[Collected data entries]

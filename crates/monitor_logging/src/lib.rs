#![deny(missing_docs)]
//! Shared logging utilities for the bounty monitor workspace.
//!
//! This crate provides the `monitor_*` logging macros used across the codebase,
//! the logger setup used by the binary, and a minimal test initializer.

use std::fs::File;
use std::path::{Path, PathBuf};

use simplelog::{
    ColorChoice, CombinedLogger, Config, ConfigBuilder, SharedLogger, TermLogger, TerminalMode,
    WriteLogger,
};

pub use log;
pub use log::LevelFilter;

/// Logs a trace-level message using the global logging facade.
#[macro_export]
macro_rules! monitor_trace {
    ($($arg:tt)*) => {{
        $crate::log::trace!($($arg)*);
    }};
}

/// Logs a debug-level message using the global logging facade.
#[macro_export]
macro_rules! monitor_debug {
    ($($arg:tt)*) => {{
        $crate::log::debug!($($arg)*);
    }};
}

/// Logs an info-level message using the global logging facade.
#[macro_export]
macro_rules! monitor_info {
    ($($arg:tt)*) => {{
        $crate::log::info!($($arg)*);
    }};
}

/// Logs a warn-level message using the global logging facade.
#[macro_export]
macro_rules! monitor_warn {
    ($($arg:tt)*) => {{
        $crate::log::warn!($($arg)*);
    }};
}

/// Logs an error-level message using the global logging facade.
#[macro_export]
macro_rules! monitor_error {
    ($($arg:tt)*) => {{
        $crate::log::error!($($arg)*);
    }};
}

/// Destination for log output.
#[derive(Debug, Clone, PartialEq, Eq)]
pub enum LogDestination {
    /// Write to the terminal. Info and below go to stdout, warnings and errors to stderr.
    Terminal,
    /// Write to both the terminal and the given file.
    Both(PathBuf),
}

/// Initialize the global logger.
///
/// A log file that cannot be created is reported on stderr and logging
/// continues on the terminal. Does nothing if a logger is already installed.
pub fn initialize(destination: LogDestination, level: LevelFilter) {
    let config = build_config();

    let loggers: Vec<Box<dyn SharedLogger>> = match destination {
        LogDestination::Terminal => vec![terminal_logger(level, config)],
        LogDestination::Both(path) => {
            let mut loggers = vec![terminal_logger(level, config.clone())];
            if let Some(file_logger) = create_file_logger(&path, level, config) {
                loggers.push(file_logger);
            }
            loggers
        }
    };

    let _ = CombinedLogger::init(loggers);
}

/// Initializes a simple terminal logger for use in tests.
///
/// This safely no-ops if another logger has already been initialized.
pub fn initialize_for_tests() {
    // Use debug level in debug builds, info in release builds.
    let level = if cfg!(debug_assertions) {
        LevelFilter::Debug
    } else {
        LevelFilter::Info
    };

    // Ignore the error if a logger was already set by another test.
    let _ = CombinedLogger::init(vec![TermLogger::new(
        level,
        Config::default(),
        TerminalMode::Mixed,
        ColorChoice::Auto,
    )]);
}

fn build_config() -> Config {
    ConfigBuilder::new()
        .set_time_format_rfc3339()
        .set_target_level(LevelFilter::Error)
        .build()
}

fn terminal_logger(level: LevelFilter, config: Config) -> Box<dyn SharedLogger> {
    TermLogger::new(level, config, TerminalMode::Mixed, ColorChoice::Auto)
}

fn create_file_logger(
    path: &Path,
    level: LevelFilter,
    config: Config,
) -> Option<Box<dyn SharedLogger>> {
    match File::create(path) {
        Ok(file) => Some(WriteLogger::new(level, config, file)),
        Err(err) => {
            eprintln!("Warning: Could not create log file at {:?}: {}", path, err);
            None
        }
    }
}
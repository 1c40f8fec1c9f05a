use std::collections::{BTreeMap, BTreeSet};

use serde::{Deserialize, Serialize};

/// Deduplicated identifiers for one program. Ordered so persisted output is stable.
pub type TargetSet = BTreeSet<String>;

/// Program name -> targets, for one platform at one point in time.
pub type PlatformSnapshot = BTreeMap<String, TargetSet>;

/// Platform name -> most recently observed snapshot.
///
/// Serializes as `{platform: {program: [identifier, ...]}}`.
#[derive(Debug, Clone, Default, PartialEq, Eq, Serialize, Deserialize)]
#[serde(transparent)]
pub struct PersistedState {
    platforms: BTreeMap<String, PlatformSnapshot>,
}

impl PersistedState {
    pub fn new() -> Self {
        Self::default()
    }

    pub fn platform(&self, platform: &str) -> Option<&PlatformSnapshot> {
        self.platforms.get(platform)
    }

    /// Replace a platform's snapshot wholesale.
    pub fn replace_platform(&mut self, platform: impl Into<String>, snapshot: PlatformSnapshot) {
        self.platforms.insert(platform.into(), snapshot);
    }

    pub fn program_count(&self) -> usize {
        self.platforms.values().map(BTreeMap::len).sum()
    }
}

Directions:
All lines from the start of the entries through the line where "minimal test initializer." sits should be duplicated exactly, with nothing else in the output.

Exercise result:
filename crates/monitor_logging/src/lib.rs
#![deny(missing_docs)]
//! Shared logging utilities for the bounty monitor workspace.
//!
//! This crate provides the `monitor_*` logging macros used across the codebase,
//! the logger setup used by the binary, and a minimal test initializer.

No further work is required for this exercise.